Ram · Answer 1 · 2015-01-23

4

Entering edit mode

9.2 years ago

Ram 43k

These are the reasons I see:

Normalization is impractical
Quite a few non-trivial datatypes
Computed fields need to be stored as computation is more expensive than storage
Biological data has extremely flexible schema
Data is more transient than typical transaction data stored in RDBs
Rarely do we need to implement granular security on the underlying files
RDB is a layer added to files, makes processes slower in our field. We spend longer getting it to relational shape than in actually using this data
Concurrent per-record write access (and locking hierarchies) is rarely necessary
Most of our operations involve at least a GROUP BY operation, making structured DBs with map-reduce frameworks more relevant

That being said, relational DBs can be really useful for reference datasets, such as 1000 genomes or ESP. Storing commonly accessed values (such as population specific allele counts and frequencies) and indexing make lookup operations easier and automation friendly.

Addressing your example, BAM is binary. I'd store it in a BLOB field or convert it to SAM and store it in a normal relation, compromising both size as well as access speed. And I use it perhaps a few times for variant calling, coverage analysis and expression analyses. I do not see a huge gain in a relational BAM format.

Another fact is the difference between structured and relational data. BAM is structured, most formats in bioinformatics are, but I'm yet to see any relational data in the field.

ADD COMMENT • link 2.0 years ago by Ram 43k

0

Entering edit mode

In the case of BAM, it does seem like you could get a lot of the benefit of the query language and engine by storing the data. And, it's not exactly text-format, you'd store the start, end, etc and ints and you can store the seq as bytes...

You could also refer to another alignment in the same table to associate pairs of reads.

But yeah, I agree for the most part.

ADD REPLY • link updated 2.0 years ago by Ram 43k • written 9.2 years ago by brentp 24k

3

Entering edit mode

Traditional RDB solutions are not efficient enough. Traversing a BAM is as fast as gzip decompression. Reading through an RDB table can be much slower sometimes (see leveldb vs. sqlite). Random access to a BAM mostly requires to seek once. Doing that with RDB will incur many seek calls, which can be very slow on some filesystems. BAM can be streamed. RDB not. BAM can be moved around easily. Heavy RDB implementations cannot (sqlite is an exception). BAM is much simpler. The major advantage of RDB over BAM is that the data is mutable, but modifying a table frequently may make performance even worse. You know, in the very early days of NGS, someone have tried to put alignments into RDBMS in exactly the same way you were describing (it is quite natural to think of this approach). If it were a success, there wouldn't be a BAM format.
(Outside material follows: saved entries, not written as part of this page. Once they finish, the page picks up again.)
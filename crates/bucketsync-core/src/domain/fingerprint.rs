//! Content fingerprints for modification detection
//!
//! Object stores report an MD5 digest for every non-composite object, so the
//! fingerprint of a local file is its MD5 digest. It is compared for exact
//! equality with the digest reported by the backend.

use std::fmt::{self, Display, Formatter};
use std::fs::File;
use std::io::{self, Read};
use std::path::Path;

use base64::engine::general_purpose::STANDARD as BASE64;
use base64::Engine as _;
use md5::{Digest, Md5};
use serde::{Deserialize, Serialize};

/// Size of the chunks a file is hashed in
pub const CHUNK_SIZE: usize = 64 * 1024;

/// An MD5 digest in lowercase hexadecimal
#[derive(Debug, Clone, PartialEq, Eq, Hash, Serialize, Deserialize)]
#[serde(transparent)]
pub struct ContentDigest(String);

impl ContentDigest {
    /// Parses a 32-character hex digest (any case)
    pub fn from_hex(hex_digest: &str) -> Option<Self> {
        let bytes = hex::decode(hex_digest.trim()).ok()?;
        (bytes.len() == 16).then(|| Self::from_bytes(&bytes))
    }

    /// Parses a base64-encoded digest, as reported in `md5Hash` fields
    pub fn from_base64(encoded: &str) -> Option<Self> {
        let bytes = BASE64.decode(encoded.trim()).ok()?;
        (bytes.len() == 16).then(|| Self::from_bytes(&bytes))
    }

    /// Parses an ETag, which for simple objects is the quoted hex digest
    ///
    /// Returns `None` for ETags that are not plain MD5 digests (composite or
    /// multipart objects), which callers treat as "differs".
    pub fn from_etag(etag: &str) -> Option<Self> {
        Self::from_hex(etag.trim().trim_matches('"'))
    }

    /// Wraps raw digest bytes
    pub fn from_bytes(bytes: &[u8]) -> Self {
        Self(hex::encode(bytes))
    }

    pub fn as_str(&self) -> &str {
        &self.0
    }

    pub fn to_base64(&self) -> String {
        // always valid: constructed from bytes or validated hex
        BASE64.encode(hex::decode(&self.0).unwrap_or_default())
    }

    pub fn to_etag(&self) -> String {
        format!("\"{}\"", self.0)
    }
}

impl Display for ContentDigest {
    fn fmt(&self, f: &mut Formatter<'_>) -> fmt::Result {
        f.write_str(&self.0)
    }
}

/// Computes content digests of local data
pub struct ContentFingerprint;

impl ContentFingerprint {
    /// Digests everything readable from `reader`, in fixed-size chunks
    pub fn of_reader<R: Read>(mut reader: R) -> io::Result<ContentDigest> {
        let mut hasher = Md5::new();
        let mut buf = vec![0u8; CHUNK_SIZE];
        loop {
            let n = match reader.read(&mut buf) {
                Ok(0) => break,
                Ok(n) => n,
                Err(e) if e.kind() == io::ErrorKind::Interrupted => continue,
                Err(e) => return Err(e),
            };
            hasher.update(&buf[..n]);
        }
        Ok(ContentDigest::from_bytes(&hasher.finalize()))
    }

    /// Digests a file on disk
    ///
    /// Blocking; async callers should run it on a blocking thread.
    pub fn of_path(path: &Path) -> io::Result<ContentDigest> {
        Self::of_reader(File::open(path)?)
    }

    /// Digests an in-memory buffer
    pub fn of_bytes(data: &[u8]) -> ContentDigest {
        ContentDigest::from_bytes(&Md5::digest(data))
    }
}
ADD REPLY • link updated 2.0 years ago by Ram 43k • written 9.2 years ago by lh3 33k

0

Entering edit mode

Interesting. That could be done indeed. But I largely think of how we store genotypes and loci in VCF and then dream of a relational database per VCF file - not a table, but a set of tables, because VCF is 3D.

ADD REPLY • link 2.0 years ago by Ram 43k

Ram · Answer 2 · 2015-01-24

Aside from what you and RamRS mentioned, the fact that you can transfer BAMs without an ETL process is convenient. Also, there are some hybrid approaches: at one place where I worked, they built a postgres foreign data wrapper for BAMs, so you could query them with an SQL select (and do joins between a BAM and other tables in the database). It was slow, though, partly because it was written in python and partly due to limitations on predicate pushdown with postgres FDWs. And it was kind of insecure, because you had to be a superuser to use the BAM FDW (only superusers are allowed to read arbitrary files on the postgres server).

Re: optimizing interval queries using a custom postgres data type, there's bioseg.